[Stored items]
....................
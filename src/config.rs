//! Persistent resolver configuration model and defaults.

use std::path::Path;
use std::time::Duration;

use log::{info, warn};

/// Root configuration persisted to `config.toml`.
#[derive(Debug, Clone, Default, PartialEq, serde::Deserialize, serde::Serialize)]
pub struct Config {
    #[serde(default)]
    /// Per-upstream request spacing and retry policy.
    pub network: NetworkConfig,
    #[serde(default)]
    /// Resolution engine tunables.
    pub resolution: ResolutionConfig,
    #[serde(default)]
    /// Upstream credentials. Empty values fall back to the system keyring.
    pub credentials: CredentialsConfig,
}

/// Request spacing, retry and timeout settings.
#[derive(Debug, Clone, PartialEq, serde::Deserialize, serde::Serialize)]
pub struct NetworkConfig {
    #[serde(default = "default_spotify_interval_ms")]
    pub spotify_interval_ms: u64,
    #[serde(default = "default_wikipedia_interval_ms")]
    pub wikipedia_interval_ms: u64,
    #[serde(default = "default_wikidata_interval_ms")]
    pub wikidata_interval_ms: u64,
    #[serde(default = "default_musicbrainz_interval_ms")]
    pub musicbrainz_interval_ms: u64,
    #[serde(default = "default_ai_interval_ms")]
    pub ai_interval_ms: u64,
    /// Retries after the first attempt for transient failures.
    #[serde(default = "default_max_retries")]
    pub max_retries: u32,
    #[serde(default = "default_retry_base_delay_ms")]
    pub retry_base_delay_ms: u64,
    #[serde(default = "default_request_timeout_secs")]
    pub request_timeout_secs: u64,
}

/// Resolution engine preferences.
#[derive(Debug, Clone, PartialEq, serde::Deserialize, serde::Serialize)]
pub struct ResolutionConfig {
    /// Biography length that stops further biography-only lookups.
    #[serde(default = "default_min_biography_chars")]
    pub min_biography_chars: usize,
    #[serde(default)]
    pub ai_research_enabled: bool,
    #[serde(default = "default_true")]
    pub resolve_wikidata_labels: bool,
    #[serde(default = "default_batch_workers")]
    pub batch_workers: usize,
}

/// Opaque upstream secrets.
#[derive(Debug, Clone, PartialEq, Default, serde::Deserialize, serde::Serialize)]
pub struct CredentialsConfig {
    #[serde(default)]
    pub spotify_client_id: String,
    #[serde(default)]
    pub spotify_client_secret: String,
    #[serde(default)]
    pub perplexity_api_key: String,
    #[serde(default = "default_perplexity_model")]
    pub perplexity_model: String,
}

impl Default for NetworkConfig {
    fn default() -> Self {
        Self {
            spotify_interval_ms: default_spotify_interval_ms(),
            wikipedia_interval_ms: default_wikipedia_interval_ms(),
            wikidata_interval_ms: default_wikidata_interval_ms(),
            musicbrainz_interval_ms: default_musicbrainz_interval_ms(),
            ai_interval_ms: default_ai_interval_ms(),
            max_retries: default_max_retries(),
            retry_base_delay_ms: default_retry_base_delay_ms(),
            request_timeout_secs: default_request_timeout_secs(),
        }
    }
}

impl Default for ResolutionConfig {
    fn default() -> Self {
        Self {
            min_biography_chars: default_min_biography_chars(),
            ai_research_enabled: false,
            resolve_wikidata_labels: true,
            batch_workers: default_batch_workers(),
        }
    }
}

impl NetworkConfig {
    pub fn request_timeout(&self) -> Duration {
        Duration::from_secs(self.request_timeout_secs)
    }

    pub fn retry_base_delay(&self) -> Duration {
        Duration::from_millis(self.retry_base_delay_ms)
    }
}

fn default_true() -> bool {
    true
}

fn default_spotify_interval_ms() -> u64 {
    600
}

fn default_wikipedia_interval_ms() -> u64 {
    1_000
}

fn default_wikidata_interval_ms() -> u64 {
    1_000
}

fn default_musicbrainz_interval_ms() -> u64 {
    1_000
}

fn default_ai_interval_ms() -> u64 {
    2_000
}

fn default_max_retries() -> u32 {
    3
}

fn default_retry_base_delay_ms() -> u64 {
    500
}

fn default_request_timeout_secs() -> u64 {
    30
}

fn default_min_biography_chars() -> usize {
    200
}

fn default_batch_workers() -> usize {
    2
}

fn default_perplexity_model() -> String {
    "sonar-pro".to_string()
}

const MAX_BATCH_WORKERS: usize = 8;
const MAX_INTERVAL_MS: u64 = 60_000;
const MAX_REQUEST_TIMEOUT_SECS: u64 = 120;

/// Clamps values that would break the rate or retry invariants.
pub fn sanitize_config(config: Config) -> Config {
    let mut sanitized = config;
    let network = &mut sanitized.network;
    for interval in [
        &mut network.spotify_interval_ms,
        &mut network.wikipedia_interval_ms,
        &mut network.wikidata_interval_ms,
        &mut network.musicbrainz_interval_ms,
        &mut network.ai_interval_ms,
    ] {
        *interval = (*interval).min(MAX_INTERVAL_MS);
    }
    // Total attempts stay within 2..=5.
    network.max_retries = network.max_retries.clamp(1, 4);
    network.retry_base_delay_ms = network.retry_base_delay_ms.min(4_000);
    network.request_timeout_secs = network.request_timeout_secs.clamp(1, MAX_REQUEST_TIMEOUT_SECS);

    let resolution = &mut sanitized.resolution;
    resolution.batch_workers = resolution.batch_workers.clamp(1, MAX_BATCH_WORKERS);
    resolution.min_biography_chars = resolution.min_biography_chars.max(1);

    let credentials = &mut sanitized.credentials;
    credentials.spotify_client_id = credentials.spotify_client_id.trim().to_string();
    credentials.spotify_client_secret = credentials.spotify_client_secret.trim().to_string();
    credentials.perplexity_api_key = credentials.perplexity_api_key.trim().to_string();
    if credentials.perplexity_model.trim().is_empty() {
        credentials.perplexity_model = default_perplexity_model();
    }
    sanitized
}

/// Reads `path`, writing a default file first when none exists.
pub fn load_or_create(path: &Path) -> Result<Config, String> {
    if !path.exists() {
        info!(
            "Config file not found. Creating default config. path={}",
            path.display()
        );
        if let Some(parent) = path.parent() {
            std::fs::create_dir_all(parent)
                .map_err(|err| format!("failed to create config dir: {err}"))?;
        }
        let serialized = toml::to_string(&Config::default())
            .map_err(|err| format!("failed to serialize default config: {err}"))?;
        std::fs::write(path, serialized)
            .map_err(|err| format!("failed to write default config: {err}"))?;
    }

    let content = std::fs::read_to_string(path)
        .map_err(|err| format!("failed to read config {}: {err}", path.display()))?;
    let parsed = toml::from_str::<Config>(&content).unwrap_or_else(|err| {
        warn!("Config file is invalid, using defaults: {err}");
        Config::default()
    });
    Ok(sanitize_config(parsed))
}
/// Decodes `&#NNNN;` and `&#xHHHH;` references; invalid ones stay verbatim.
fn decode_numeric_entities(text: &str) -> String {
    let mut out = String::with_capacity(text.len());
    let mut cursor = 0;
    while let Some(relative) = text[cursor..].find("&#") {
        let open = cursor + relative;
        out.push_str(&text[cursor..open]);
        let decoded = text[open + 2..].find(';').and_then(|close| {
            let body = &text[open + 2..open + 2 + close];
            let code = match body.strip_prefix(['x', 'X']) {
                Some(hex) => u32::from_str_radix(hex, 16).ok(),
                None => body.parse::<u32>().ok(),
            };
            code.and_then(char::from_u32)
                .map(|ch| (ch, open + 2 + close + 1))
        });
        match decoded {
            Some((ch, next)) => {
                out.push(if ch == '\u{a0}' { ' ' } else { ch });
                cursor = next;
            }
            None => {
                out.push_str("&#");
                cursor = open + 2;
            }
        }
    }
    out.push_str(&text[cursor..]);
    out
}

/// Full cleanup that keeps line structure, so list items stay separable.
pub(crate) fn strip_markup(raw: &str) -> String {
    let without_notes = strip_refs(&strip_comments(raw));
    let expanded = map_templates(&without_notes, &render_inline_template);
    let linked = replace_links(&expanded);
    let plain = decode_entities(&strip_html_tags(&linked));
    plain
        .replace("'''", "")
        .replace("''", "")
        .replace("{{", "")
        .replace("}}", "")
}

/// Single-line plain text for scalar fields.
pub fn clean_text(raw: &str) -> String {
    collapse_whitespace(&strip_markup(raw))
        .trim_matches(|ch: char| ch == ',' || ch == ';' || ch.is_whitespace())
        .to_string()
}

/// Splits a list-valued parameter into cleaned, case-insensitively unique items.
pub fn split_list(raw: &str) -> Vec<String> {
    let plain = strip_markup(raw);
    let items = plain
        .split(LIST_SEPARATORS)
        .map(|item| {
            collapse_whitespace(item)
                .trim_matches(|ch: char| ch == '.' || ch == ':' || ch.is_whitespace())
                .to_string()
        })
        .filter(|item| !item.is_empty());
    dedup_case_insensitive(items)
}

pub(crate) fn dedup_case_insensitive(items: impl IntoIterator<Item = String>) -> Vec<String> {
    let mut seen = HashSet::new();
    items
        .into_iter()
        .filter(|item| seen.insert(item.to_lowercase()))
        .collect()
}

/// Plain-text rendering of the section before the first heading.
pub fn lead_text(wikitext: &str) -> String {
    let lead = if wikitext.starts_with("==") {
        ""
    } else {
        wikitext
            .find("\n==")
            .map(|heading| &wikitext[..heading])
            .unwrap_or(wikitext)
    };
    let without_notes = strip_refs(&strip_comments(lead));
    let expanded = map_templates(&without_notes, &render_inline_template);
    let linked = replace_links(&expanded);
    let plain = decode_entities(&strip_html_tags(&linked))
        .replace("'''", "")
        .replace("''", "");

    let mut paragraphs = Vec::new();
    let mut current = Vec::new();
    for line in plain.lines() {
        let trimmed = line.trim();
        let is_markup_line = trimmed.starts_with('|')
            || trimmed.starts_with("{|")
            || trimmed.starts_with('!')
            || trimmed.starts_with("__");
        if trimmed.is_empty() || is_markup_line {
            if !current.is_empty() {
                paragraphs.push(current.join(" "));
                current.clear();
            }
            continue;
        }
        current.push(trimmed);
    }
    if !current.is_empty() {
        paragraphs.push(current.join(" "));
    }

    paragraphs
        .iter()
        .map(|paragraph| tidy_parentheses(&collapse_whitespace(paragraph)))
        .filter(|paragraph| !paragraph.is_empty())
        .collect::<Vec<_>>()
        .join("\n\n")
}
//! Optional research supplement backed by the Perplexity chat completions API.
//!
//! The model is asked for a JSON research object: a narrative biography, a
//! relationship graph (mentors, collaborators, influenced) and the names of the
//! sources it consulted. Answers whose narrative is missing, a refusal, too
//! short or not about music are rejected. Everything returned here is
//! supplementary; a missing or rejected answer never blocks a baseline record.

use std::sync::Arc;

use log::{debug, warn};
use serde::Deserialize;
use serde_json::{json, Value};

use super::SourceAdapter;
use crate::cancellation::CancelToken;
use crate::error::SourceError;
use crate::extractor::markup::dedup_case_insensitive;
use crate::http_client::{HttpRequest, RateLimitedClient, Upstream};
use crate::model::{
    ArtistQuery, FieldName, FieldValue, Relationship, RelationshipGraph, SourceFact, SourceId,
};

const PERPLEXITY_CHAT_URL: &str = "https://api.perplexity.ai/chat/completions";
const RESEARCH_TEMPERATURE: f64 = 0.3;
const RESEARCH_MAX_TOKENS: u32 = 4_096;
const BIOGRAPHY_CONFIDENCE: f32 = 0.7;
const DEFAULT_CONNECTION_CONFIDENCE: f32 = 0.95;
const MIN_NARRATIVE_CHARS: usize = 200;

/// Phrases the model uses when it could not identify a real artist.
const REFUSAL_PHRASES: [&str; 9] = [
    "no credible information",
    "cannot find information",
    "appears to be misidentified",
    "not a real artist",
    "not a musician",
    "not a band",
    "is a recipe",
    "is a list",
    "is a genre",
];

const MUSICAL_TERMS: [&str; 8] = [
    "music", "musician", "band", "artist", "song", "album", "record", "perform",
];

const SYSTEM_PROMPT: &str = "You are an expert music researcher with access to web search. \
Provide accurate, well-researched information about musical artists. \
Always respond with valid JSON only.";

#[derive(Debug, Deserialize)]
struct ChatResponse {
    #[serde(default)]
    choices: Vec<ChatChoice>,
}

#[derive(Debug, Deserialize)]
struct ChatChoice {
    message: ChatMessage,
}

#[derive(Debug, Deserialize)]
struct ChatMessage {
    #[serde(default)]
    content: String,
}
....................
§ WHAT NEEDS TO BE DONE: Among the records above, repeat exactly the line with "current.push(trimmed);", the line with "returned here is", and every line in between, and only those.

§ ANSWER TO THE PROBLEM:
        current.push(trimmed);
    }
    if !current.is_empty() {
        paragraphs.push(current.join(" "));
    }

    paragraphs
        .iter()
        .map(|paragraph| tidy_parentheses(&collapse_whitespace(paragraph)))
        .filter(|paragraph| !paragraph.is_empty())
        .collect::<Vec<_>>()
        .join("\n\n")
}
//! Optional research supplement backed by the Perplexity chat completions API.
//!
//! The model is asked for a JSON research object: a narrative biography, a
//! relationship graph (mentors, collaborators, influenced) and the names of the
//! sources it consulted. Answers whose narrative is missing, a refusal, too
//! short or not about music are rejected. Everything returned here is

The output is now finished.